Keeping it Real

Photo by Janet Rogers, Division of Strategic Marketing and Communications

Simulations are a powerful tool for teacher education

Sean is a little too eager to please his middle-school teacher; he interrupts frequently and always has something to say about everything, relevant to the lesson or not. Maria, by contrast, is shy and withdrawn; she needs her teacher to draw her out into participation. And CJ is totally absorbed by her cell phone.

They, and their classmates Ed and Kevin, seem so real.

But they’re not. They are computer-simulation avatars, whose words and actions are generated by professional actors at a remote location. These five students are the key players in TLE TeachLive™, a simulation designed for teacher training. The School of Education at the University of Missouri-Kansas City brought in TeachLive, developed by the University of Central Florida, as a new tool this semester, making UMKC one of only 42 schools of education in the country to put this cutting-edge technology to work.

Real-life student teaching in real classrooms remains a foundational element of teacher education at UMKC. But TeachLive offers some unique advantages, according to Dr. Patty Alvarez McHatton, associate dean for teacher education.

Teaching simulations last approximately 8 minutes, and are designed to present participating teacher candidates with specific situations and challenges they might have to wait weeks to encounter in a real-world classroom. Each “student” in the virtual class comes with a distinct personality and complete backstory, including a range of cultural influences and socioeconomic factors as well as personal histories. The actors receive two lesson plans before each session: the lesson plan the teacher candidate wants to use with the avatar students; and the one the college professor has in store for the teacher candidates.

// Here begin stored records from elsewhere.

//! Business logic services

pub mod camera;
pub mod catalog;
pub mod circulation;
pub mod engine;
pub mod feedback;
pub mod resolver;
pub mod submitter;

use std::sync::Arc;
use std::time::Duration;

use crate::{
    config::AppConfig,
    error::{AppError, AppResult},
};

/// Container for all services
#[derive(Clone)]
pub struct Services {
    pub engine: engine::ScannerEngine,
    pub camera: Arc<camera::CameraService>,
}

impl Services {
    /// Wire the HTTP backend adapters and the scanner engine from config
    pub fn new(config: &AppConfig) -> AppResult<Self> {
        let http = reqwest::Client::builder()
            .timeout(Duration::from_secs(config.backend.timeout_seconds))
            .build()
            .map_err(|e| AppError::Config(format!("Failed to build HTTP client: {}", e)))?;

        let catalog: Arc<dyn catalog::CatalogClient> = Arc::new(catalog::HttpCatalogClient::new(
            http.clone(),
            config.backend.catalog_url.clone(),
        ));
        let circulation: Arc<dyn circulation::CirculationClient> = Arc::new(
            circulation::HttpCirculationClient::new(http, config.backend.circulation_url.clone()),
        );

        let resolver = resolver::CatalogResolver::new(
            catalog,
            config.scanner.search_page_size,
            config.scanner.id_upper_bound,
        );
        let submitter =
            submitter::BatchSubmitter::new(Arc::clone(&circulation), &config.scanner.export_dir);

        let engine = engine::ScannerEngine::new(
            resolver,
            circulation,
            submitter,
            Arc::new(feedback::TracingFeedback),
            &config.scanner,
        );
        let camera = Arc::new(camera::CameraService::new(&config.scanner.preferences_file));

        Ok(Self { engine, camera })
    }
}
//! Configuration loading and typed config structures for the planner.
//!
//! The canonical configuration lives in `ember-config.yaml` at the project
//! root. Every field has a default matching the game's rules, so an empty or
//! partial file is valid.

use std::path::Path;

use serde::Deserialize;

/// Errors that can occur when loading configuration.
#[derive(Debug, thiserror::Error)]
pub enum ConfigError {
    /// Failed to read the configuration file from disk.
    #[error("failed to read config file: {source}")]
    Io {
        /// The underlying I/O error.
        #[from]
        source: std::io::Error,
    },

    /// Failed to parse YAML content.
    #[error("failed to parse config YAML: {source}")]
    Yaml {
        /// The underlying YAML parse error.
        source: serde_yml::Error,
    },
}

impl From<serde_yml::Error> for ConfigError {
    fn from(source: serde_yml::Error) -> Self {
        Self::Yaml { source }
    }
}

/// Top-level planner configuration.
#[derive(Debug, Clone, Default, PartialEq, Eq, Deserialize)]
pub struct PlannerConfig {
    /// Fuel survival analysis.
    #[serde(default)]
    pub fuel: FuelConfig,

    /// Unit production.
    #[serde(default)]
    pub production: ProductionConfig,

    /// Movement resolution.
    #[serde(default)]
    pub movement: MovementConfig,

    /// Debug annotations.
    #[serde(default)]
    pub debug: DebugConfig,
}

impl PlannerConfig {
    /// Load configuration from a YAML file at the given path.
    ///
    /// # Errors
    ///
    /// Returns [`ConfigError::Io`] if the file cannot be read, or
    /// [`ConfigError::Yaml`] if the content is not valid YAML.
    pub fn from_file(path: &Path) -> Result<Self, ConfigError> {
        let contents = std::fs::read_to_string(path)?;
        Self::parse(&contents)
    }

    /// Parse configuration from a YAML string.
    ///
    /// # Errors
    ///
    /// Returns [`ConfigError::Yaml`] if the string is not valid YAML.
    pub fn parse(yaml: &str) -> Result<Self, ConfigError> {
        Ok(serde_yml::from_str(yaml)?)
    }
}

/// City fuel survival parameters.
///
/// A tile burns `base_burn - adjacency_discount * adjacent_city_tiles` fuel
/// per turn (never below zero). A city is at risk when its fuel does not
/// exceed `survival_horizon_turns` turns of its total burn.
#[derive(Debug, Clone, PartialEq, Eq, Deserialize)]
pub struct FuelConfig {
    /// Per-tile burn with no neighbouring city tiles.
    #[serde(default = "default_base_burn")]
    pub base_burn: u32,

    /// Burn reduction per edge-adjacent city tile.
    #[serde(default = "default_adjacency_discount")]
    pub adjacency_discount: u32,

    /// Turns of burn a city's fuel must cover to count as safe.
    #[serde(default = "default_survival_horizon_turns")]
    pub survival_horizon_turns: u32,
}

impl Default for FuelConfig {
    fn default() -> Self {
        Self {
            base_burn: default_base_burn(),
            adjacency_discount: default_adjacency_discount(),
            survival_horizon_turns: default_survival_horizon_turns(),
        }
    }
}

/// City tile production parameters.
#[derive(Debug, Clone, PartialEq, Eq, Deserialize)]
pub struct ProductionConfig {
    /// Target number of workers per cart.
    #[serde(default = "default_workers_per_cart")]
    pub workers_per_cart: u32,
}

impl Default for ProductionConfig {
    fn default() -> Self {
        Self {
            workers_per_cart: default_workers_per_cart(),
        }
    }
}

/// Movement resolution parameters.
#[derive(Debug, Clone, PartialEq, Eq, Deserialize)]
pub struct MovementConfig {
    /// Treat opposing units and opposing city tiles as claimed cells, since
    /// the game never lets a unit enter them.
    #[serde(default = "default_true")]
    pub block_opponent_cells: bool,
}

impl Default for MovementConfig {
    fn default() -> Self {
        Self {
            block_opponent_cells: true,
        }
    }
}

/// Debug annotation toggles.
#[derive(Debug, Clone, PartialEq, Eq, Deserialize)]
pub struct DebugConfig {
    /// Emit a circle on every build-site target.
    #[serde(default = "default_true")]
    pub annotate_build_sites: bool,

    /// Emit a cross on every committed move destination.
    #[serde(default)]
    pub annotate_destinations: bool,
}

impl Default for DebugConfig {
    fn default() -> Self {
        Self {
            annotate_build_sites: true,
            annotate_destinations: false,
        }
    }
}

const fn default_base_burn() -> u32 {
    23
}

const fn default_adjacency_discount() -> u32 {
    5
}

const fn default_survival_horizon_turns() -> u32 {
    10
}

const fn default_workers_per_cart() -> u32 {
    5
}

const fn default_true() -> bool {
    true
}

#[cfg(test)]
mod tests {
    use super::*;

    #[test]
    fn default_config_matches_game_rules() {
        let config = PlannerConfig::default();
        assert_eq!(config.fuel.base_burn, 23);
        assert_eq!(config.fuel.adjacency_discount, 5);
        assert_eq!(config.fuel.survival_horizon_turns, 10);
        assert_eq!(config.production.workers_per_cart, 5);
        assert!(config.movement.block_opponent_cells);
        assert!(config.debug.annotate_build_sites);
        assert!(!config.debug.annotate_destinations);
    }

    #[test]
    fn parse_full_yaml() {
        let yaml = r"
fuel:
  base_burn: 30
  adjacency_discount: 4
  survival_horizon_turns: 20

production:
  workers_per_cart: 3

movement:
  block_opponent_cells: false

debug:
  annotate_build_sites: false
  annotate_destinations: true
";
        let config = PlannerConfig::parse(yaml);
        assert!(config.is_ok());
        let config = config.ok().unwrap_or_default();
        assert_eq!(config.fuel.base_burn, 30);
        assert_eq!(config.fuel.adjacency_discount, 4);
        assert_eq!(config.fuel.survival_horizon_turns, 20);
        assert_eq!(config.production.workers_per_cart, 3);
        assert!(!config.movement.block_opponent_cells);
        assert!(!config.debug.annotate_build_sites);
        assert!(config.debug.annotate_destinations);
    }

    #[test]
    fn parse_minimal_yaml() {
        let yaml = "fuel:\n  survival_horizon_turns: 4\n";
        let config = PlannerConfig::parse(yaml);
        assert!(config.is_ok());
        let config = config.ok().unwrap_or_default();

        // Horizon is overridden
        assert_eq!(config.fuel.survival_horizon_turns, 4);
        // Everything else uses defaults
        assert_eq!(config.fuel.base_burn, 23);
        assert_eq!(config.production.workers_per_cart, 5);
    }

    #[test]
    fn parse_rejects_wrong_types() {
        let yaml = "production:\n  workers_per_cart: many\n";
        assert!(matches!(
            PlannerConfig::parse(yaml),
            Err(ConfigError::Yaml { .. })
        ));
    }

    #[test]
    fn load_project_config_file() {
        let path = Path::new(env!("CARGO_MANIFEST_DIR"))
            .join("..")
            .join("..")
            .join("ember-config.yaml");
        if path.exists() {
            let config = PlannerConfig::from_file(&path);
            assert!(config.is_ok(), "Failed to load project config: {config:?}");
        }
    }
}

The simulation also can be paused, allowing the professor to offer input to the teacher candidate, or permit class discussion among the college students in the class. TeachLive simulations also allow teacher candidates to make mistakes, and learn from them, without real students suffering any consequences.

The technology is so promising that longtime School of Education benefactor Bert Berkley donated $25,000 to fund a pilot program for TeachLive at UMKC. Alvarez McHatton is introducing the technology to the school this semester in her “Education of the Exceptional Child and Youth” class. The system is also being used in the “Teaching and Learning with Technology” class taught by instructor Erdem Demiroz.

Berkley, School of Education interim dean Chris Brown, and several educational and community leaders sat in on a demonstration of TeachLive recently at UMKC.

The system is quite versatile. In addition to the middle-school scenario described above, the same five students can be “advanced” to high-school-age versions of themselves. Their quirks and challenges can be dialed up or scaled back. Different students with special needs, such as various degrees of autism, can be subbed in. Teacher candidates can even engage in parent-teacher conference simulations with the adult avatar.

And it is a live interaction in real time with the actors running the avatars. During the demonstration, one student made a reference to violent riots in the city of Baltimore that had occurred the day before.

“It’s a double-loop learning,” Alvarez McHatton explained. “The person interacting with the (virtual) kids is learning, but so are the students watching the interaction. If things aren’t going the way you’d hoped, you have the opportunity to stop the simulation and seek input and feedback from your peers, and re-enter the simulation armed with new strategies.”

For example, one teacher candidate used the word “red flag” to describe a student’s behaviors in a parent-teacher conference, then referred to the need for an “intervention.” The “parent” had a strong negative reaction to those words, so Alvarez McHatton paused the simulation and suggested different wording: “I want to find out what each child in the class needs help with, and then work with you (the parent) to address those needs.”

TeachLive accelerates learning for the teacher candidates, Alvarez McHatton said. “The research shows that as few as four or five 8-minute sessions are enough to change teacher behavior,” she said.